[Saved data entries]
= = =

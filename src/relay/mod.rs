//! # Relays and the latching pulse arbiter
//!
//! A continuously driven relay follows its logical state on a single pin. A
//! latching (bi-stable) relay has an "on" and an "off" coil and only needs a
//! short pulse on one of them per transition. The coils of all latching
//! relays share one drive resource, so at most one pulse may be in flight at a
//! time unless the configuration allows simultaneous pulses.
//!
//! ## Pulse state machine
//!
//! ```text
//!            set()                    slot busy
//!   ┌──────┐ ───────▶ start attempt ───────────▶ ┌──────────────┐
//!   │ Idle │                │                    │ PendingRetry │
//!   └──────┘                │ slot free          └──────────────┘
//!       ▲                   ▼                       │ 50 ms
//!       │  100 ms   ┌──────────────┐                │
//!       └────────── │ PulseActive  │ ◀──────────────┘ (retry start)
//!                   └──────────────┘
//! ```
//!
//! The pulse holder slot is shared by all relays in a [`Relays`] bank. Every
//! timed transition runs from the [`TaskId::RelayPulse`] task of the relay.

use heapless::Vec;

use crate::config::device::{DeviceConfig, MAX_RELAYS, RelaySpec};
use crate::hal::{Gpio, OutputHal, PinMode, TaskId};
use crate::indicator::Led;

/// Length of a latching coil pulse.
pub const PULSE_MS: u16 = 100;

/// Wait before retrying a pulse start blocked by another relay.
pub const WAIT_FOR_END_MS: u16 = 50;

/// State-change notification: relay index, new logical state, user parameter.
pub type StateFn = fn(relay: u8, on: bool, param: usize);

/// Pulse progress of a latching relay.
#[derive(Debug, Clone, Copy, PartialEq, Eq)]
pub enum PulseState {
    /// No pulse pending or active.
    Idle,
    /// A coil is energized; the end-of-pulse task is scheduled.
    PulseActive,
    /// Waiting for another relay to release the pulse slot.
    PendingRetry,
}

/// Runtime state of one relay.
#[derive(Debug, Clone, Copy)]
pub struct Relay {
    spec: RelaySpec,
    on: bool,
    pulse: PulseState,
    indicator: Option<Led>,
    callback: Option<(StateFn, usize)>,
}

impl Relay {
    fn new(spec: RelaySpec, indicator: Option<Led>) -> Self {
        Self {
            spec,
            on: false,
            pulse: PulseState::Idle,
            indicator,
            callback: None,
        }
    }

    /// Configuration of the relay.
    pub fn spec(&self) -> &RelaySpec {
        &self.spec
    }

    /// Logical state.
    pub fn is_on(&self) -> bool {
        self.on
    }

    /// Pulse progress; always `Idle` for continuously driven relays.
    pub fn pulse_state(&self) -> PulseState {
        self.pulse
    }

    fn active_level(&self) -> bool {
        self.spec.active_high
    }

    fn release_coils<H: Gpio + ?Sized>(&self, hal: &mut H) {
        hal.write(self.spec.pin, !self.active_level());
        if let Some(off_pin) = self.spec.off_pin {
            hal.write(off_pin, !self.active_level());
        }
    }
}

/// All relays of the device and the shared pulse slot.
#[derive(Debug)]
pub struct Relays {
    relays: Vec<Relay, MAX_RELAYS>,
    pulse_holder: Option<u8>,
    allow_simultaneous_pulses: bool,
}

impl Relays {
    /// Create the relays described by `config`, all off.
    pub fn new(config: &DeviceConfig) -> Self {
        let mut relays = Vec::new();
        for spec in config.relays.iter() {
            let indicator = config
                .relay_indicator(usize::from(spec.index))
                .copied()
                .map(Led::new);
            // config.relays has the same capacity.
            let _ = relays.push(Relay::new(*spec, indicator));
        }
        Self {
            relays,
            pulse_holder: None,
            allow_simultaneous_pulses: config.allow_simultaneous_pulses,
        }
    }

    /// Configure every drive pin and indicator, leaving coils de-energized.
    pub fn init<H: OutputHal + ?Sized>(&mut self, hal: &mut H) {
        for relay in self.relays.iter() {
            let pins = [Some(relay.spec.pin), relay.spec.off_pin];
            for pin in pins.into_iter().flatten() {
                if let Err(e) = hal.configure(pin, PinMode::Output) {
                    warn!("relay {}: pin {} init failed ({})", relay.spec.index, pin, e);
                }
            }
            relay.release_coils(hal);
            if let Some(led) = &relay.indicator {
                led.init(hal);
            }
        }
    }

    /// Number of relays.
    pub fn len(&self) -> usize {
        self.relays.len()
    }

    /// Whether no relays are configured.
    pub fn is_empty(&self) -> bool {
        self.relays.is_empty()
    }

    /// Relay by index.
    pub fn get(&self, index: u8) -> Option<&Relay> {
        self.relays.get(usize::from(index))
    }

    /// Logical state of a relay; `false` for unknown indices.
    pub fn is_on(&self, index: u8) -> bool {
        self.get(index).is_some_and(Relay::is_on)
    }

    /// Relay currently holding the pulse slot.
    pub fn pulse_holder(&self) -> Option<u8> {
        self.pulse_holder
    }

    /// Whether latching relays may pulse at the same time.
    pub fn allows_simultaneous_pulses(&self) -> bool {
        self.allow_simultaneous_pulses
    }

    /// Register the state-change callback of a relay. Returns `false` for
    /// unknown indices.
    pub fn set_callback(&mut self, index: u8, callback: StateFn, param: usize) -> bool {
        match self.relays.get_mut(usize::from(index)) {
            Some(relay) => {
                relay.callback = Some((callback, param));
                true
            }
            None => false,
        }
    }

    /// Switch a relay on.
    pub fn turn_on<H: OutputHal + ?Sized>(&mut self, hal: &mut H, index: u8) {
        self.set(hal, index, true);
    }

    /// Switch a relay off.
    pub fn turn_off<H: OutputHal + ?Sized>(&mut self, hal: &mut H, index: u8) {
        self.set(hal, index, false);
    }

    /// Invert the logical state of a relay.
    pub fn toggle<H: OutputHal + ?Sized>(&mut self, hal: &mut H, index: u8) {
        let on = self.is_on(index);
        self.set(hal, index, !on);
    }

    /// Drive a relay to `on`.
    ///
    /// A latching relay drops any pulse of its own that is still pending or in
    /// flight and starts a new one for the requested direction. The callback
    /// sees the final logical state once actuation has been issued.
    pub fn set<H: OutputHal + ?Sized>(&mut self, hal: &mut H, index: u8, on: bool) {
        let Some(relay) = self.relays.get_mut(usize::from(index)) else {
            warn!("relay {}: no such relay", index);
            return;
        };
        relay.on = on;
        debug!("relay {}: -> {}", index, on);

        if relay.spec.is_latching() {
            self.clear_pending(hal, index);
            self.start_pulse(hal, index);
        } else {
            hal.write(relay.spec.pin, on == relay.active_level());
        }

        let relay = &self.relays[usize::from(index)];
        if let Some(led) = &relay.indicator {
            led.set(hal, on);
        }
        if let Some((callback, param)) = relay.callback {
            callback(index, on, param);
        }
    }

    /// Drive every relay indicator to its relay's state.
    pub fn sync_indicators<H: Gpio + ?Sized>(&self, hal: &mut H) {
        for relay in self.relays.iter() {
            if let Some(led) = &relay.indicator {
                led.set(hal, relay.on);
            }
        }
    }

    /// Run the pulse task of a relay: end an active pulse or retry a blocked
    /// start.
    pub fn on_pulse_task<H: OutputHal + ?Sized>(&mut self, hal: &mut H, index: u8) {
        match self.get(index).map(Relay::pulse_state) {
            Some(PulseState::PulseActive) => self.end_pulse(hal, index),
            Some(PulseState::PendingRetry) => self.start_pulse(hal, index),
            Some(PulseState::Idle) | None => {}
        }
    }

    fn clear_pending<H: OutputHal + ?Sized>(&mut self, hal: &mut H, index: u8) {
        let relay = &mut self.relays[usize::from(index)];
        relay.release_coils(hal);
        relay.pulse = PulseState::Idle;
        hal.unschedule(TaskId::RelayPulse(index));
        if self.pulse_holder == Some(index) {
            self.pulse_holder = None;
        }
    }

    fn start_pulse<H: OutputHal + ?Sized>(&mut self, hal: &mut H, index: u8) {
        let busy = self.pulse_holder.is_some_and(|holder| holder != index);
        let relay = &mut self.relays[usize::from(index)];

        if busy && !self.allow_simultaneous_pulses {
            debug!("relay {}: pulse slot busy, retrying", index);
            relay.pulse = PulseState::PendingRetry;
            hal.schedule(TaskId::RelayPulse(index), WAIT_FOR_END_MS);
            return;
        }

        let coil = if relay.on {
            relay.spec.pin
        } else {
            relay.spec.off_pin.unwrap_or(relay.spec.pin)
        };
        hal.write(coil, relay.active_level());
        relay.pulse = PulseState::PulseActive;
        self.pulse_holder = Some(index);
        hal.schedule(TaskId::RelayPulse(index), PULSE_MS);
    }

    fn end_pulse<H: OutputHal + ?Sized>(&mut self, hal: &mut H, index: u8) {
        let relay = &mut self.relays[usize::from(index)];
        relay.release_coils(hal);
        relay.pulse = PulseState::Idle;
        if self.pulse_holder == Some(index) {
            self.pulse_holder = None;
        }
    }
}
//! # Non-volatile key/value storage
//!
//! The device keeps a handful of small items in a byte-addressed key/value
//! store: the configuration string, per-cluster settings, the NV layout
//! version and the device role. This module defines the collaborator trait
//! for that store, the item keys, typed record helpers and an in-memory
//! implementation for host builds and tests.
//!
//! # Architecture Overview
//!
//! ```text
//! ┌─────────────────┐    ┌─────────────────┐    ┌─────────────────┐
//! │  Config string  │    │  Typed records  │    │   Migrations    │
//! │   (raw bytes)   │    │ (JSON + CRC-32) │    │  (version, role)│
//! └─────────────────┘    └─────────────────┘    └─────────────────┘
//!           │                        │                        │
//!           ▼                        ▼                        ▼
//! ┌─────────────────────────────────────────────────────────────────┐
//! │                  KeyValueStore (platform NVM)                   │
//! └─────────────────────────────────────────────────────────────────┘
//! ```
//!
//! # Usage Examples
//!
//! ```rust
//! use zbswitch::storage::{items, KeyValueStore, MemoryStore};
//!
//! let mut store: MemoryStore<8, 64> = MemoryStore::new();
//! store.write(items::DEVICE_CONFIG, b"Acme;ACME-1;").unwrap();
//!
//! let mut buf = [0u8; 64];
//! let len = store.read(items::DEVICE_CONFIG, &mut buf).unwrap();
//! assert_eq!(&buf[..len], b"Acme;ACME-1;");
//! ```

#![allow(missing_docs)]
#![deny(unsafe_code)]

use heapless::{FnvIndexMap, Vec};

/// Common error types for storage operations
pub mod error;

/// Typed records persisted as JSON with a CRC-32 trailer.
pub mod records;

pub use error::Error;

/// Keys of the items this crate keeps in the store.
pub mod items {
    use crate::config::device::MAX_SWITCHES;

    /// Layout version of the stored items.
    pub const VERSION: u16 = 1;
    /// Raw configuration string.
    pub const DEVICE_CONFIG: u16 = 2;
    /// Basic cluster settings.
    pub const BASIC_CLUSTER_DATA: u16 = 3;
    /// Device role (router / end device).
    pub const DEVICE_TYPE: u16 = 32;

    /// Settings of the switch with the given zero-based index.
    pub const fn switch_cluster_data(switch_idx: u8) -> u16 {
        BASIC_CLUSTER_DATA + 1 + switch_idx as u16
    }

    /// Settings of the relay with the given zero-based index.
    pub const fn relay_cluster_data(relay_idx: u8) -> u16 {
        BASIC_CLUSTER_DATA + MAX_SWITCHES as u16 + 1 + relay_idx as u16
    }
}

/// Byte-addressed key/value store provided by the platform.
///
/// Items are opaque byte strings of bounded size. Implementations are expected
/// to be reliable and already initialized; failures are reported and handled
/// as soft errors by the callers in this crate.
///
/// # Examples
///
/// ```rust,no_run
/// use zbswitch::storage::{Error, KeyValueStore};
///
/// fn read_version<S: KeyValueStore>(store: &mut S) -> Result<u16, Error> {
///     let mut bytes = [0u8; 2];
///     let len = store.read(1, &mut bytes)?;
///     if len != 2 {
///         return Err(Error::SizeMismatch);
///     }
///     Ok(u16::from_le_bytes(bytes))
/// }
/// ```
pub trait KeyValueStore {
    /// Read the item stored under `key` into `bytes`.
    ///
    /// Returns the length of the stored item.
    ///
    /// # Errors
    ///
    /// - `NotFound` if nothing is stored under `key`
    /// - `SizeMismatch` if the item is longer than `bytes`
    /// - `ReadError` if the underlying memory could not be read
    fn read(&mut self, key: u16, bytes: &mut [u8]) -> Result<usize, Error>;

    /// Store `bytes` under `key`, replacing any previous item.
    ///
    /// # Errors
    ///
    /// - `Full` if the store has no room for the item
    /// - `WriteError` if the underlying memory could not be written
    fn write(&mut self, key: u16, bytes: &[u8]) -> Result<(), Error>;

    /// Erase every item.
    fn clear_all(&mut self) -> Result<(), Error>;
}

/// RAM-backed [`KeyValueStore`].
///
/// Holds up to `KEYS` items of at most `SIZE` bytes each. `KEYS` must be a
/// power of two.
#[derive(Debug)]
pub struct MemoryStore<const KEYS: usize, const SIZE: usize> {
    items: FnvIndexMap<u16, Vec<u8, SIZE>, KEYS>,
}

impl<const KEYS: usize, const SIZE: usize> MemoryStore<KEYS, SIZE> {
    /// Create an empty store.
    pub fn new() -> Self {
        Self {
            items: FnvIndexMap::new(),
        }
    }

    /// Whether an item is stored under `key`.
    pub fn contains(&self, key: u16) -> bool {
        self.items.contains_key(&key)
    }

    /// Number of stored items.
    pub fn len(&self) -> usize {
        self.items.len()
    }

    /// Whether the store is empty.
    pub fn is_empty(&self) -> bool {
        self.items.is_empty()
    }
}

impl<const KEYS: usize, const SIZE: usize> Default for MemoryStore<KEYS, SIZE> {
    fn default() -> Self {
        Self::new()
    }
}

impl<const KEYS: usize, const SIZE: usize> KeyValueStore for MemoryStore<KEYS, SIZE> {
    fn read(&mut self, key: u16, bytes: &mut [u8]) -> Result<usize, Error> {
        let item = self.items.get(&key).ok_or(Error::NotFound)?;
        if item.len() > bytes.len() {
            return Err(Error::SizeMismatch);
        }
        bytes[..item.len()].copy_from_slice(item);
        Ok(item.len())
    }

    fn write(&mut self, key: u16, bytes: &[u8]) -> Result<(), Error> {
        let item = Vec::from_slice(bytes).map_err(|_| Error::Full)?;
        // Replace in place: the map refuses inserts once full, even for known keys.
        if let Some(slot) = self.items.get_mut(&key) {
            *slot = item;
            return Ok(());
        }
        self.items.insert(key, item).map_err(|_| Error::Full)?;
        Ok(())
    }

    fn clear_all(&mut self) -> Result<(), Error> {
        self.items.clear();
        Ok(())
    }
}

#[cfg(test)]
mod tests;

= = =

PROBLEM:
Filter the lines above so that only those with the string "zbswitch" remain, then copy them.

SOLVED EXERCISE:
//! use zbswitch::storage::{items, KeyValueStore, MemoryStore};
/// use zbswitch::storage::{Error, KeyValueStore};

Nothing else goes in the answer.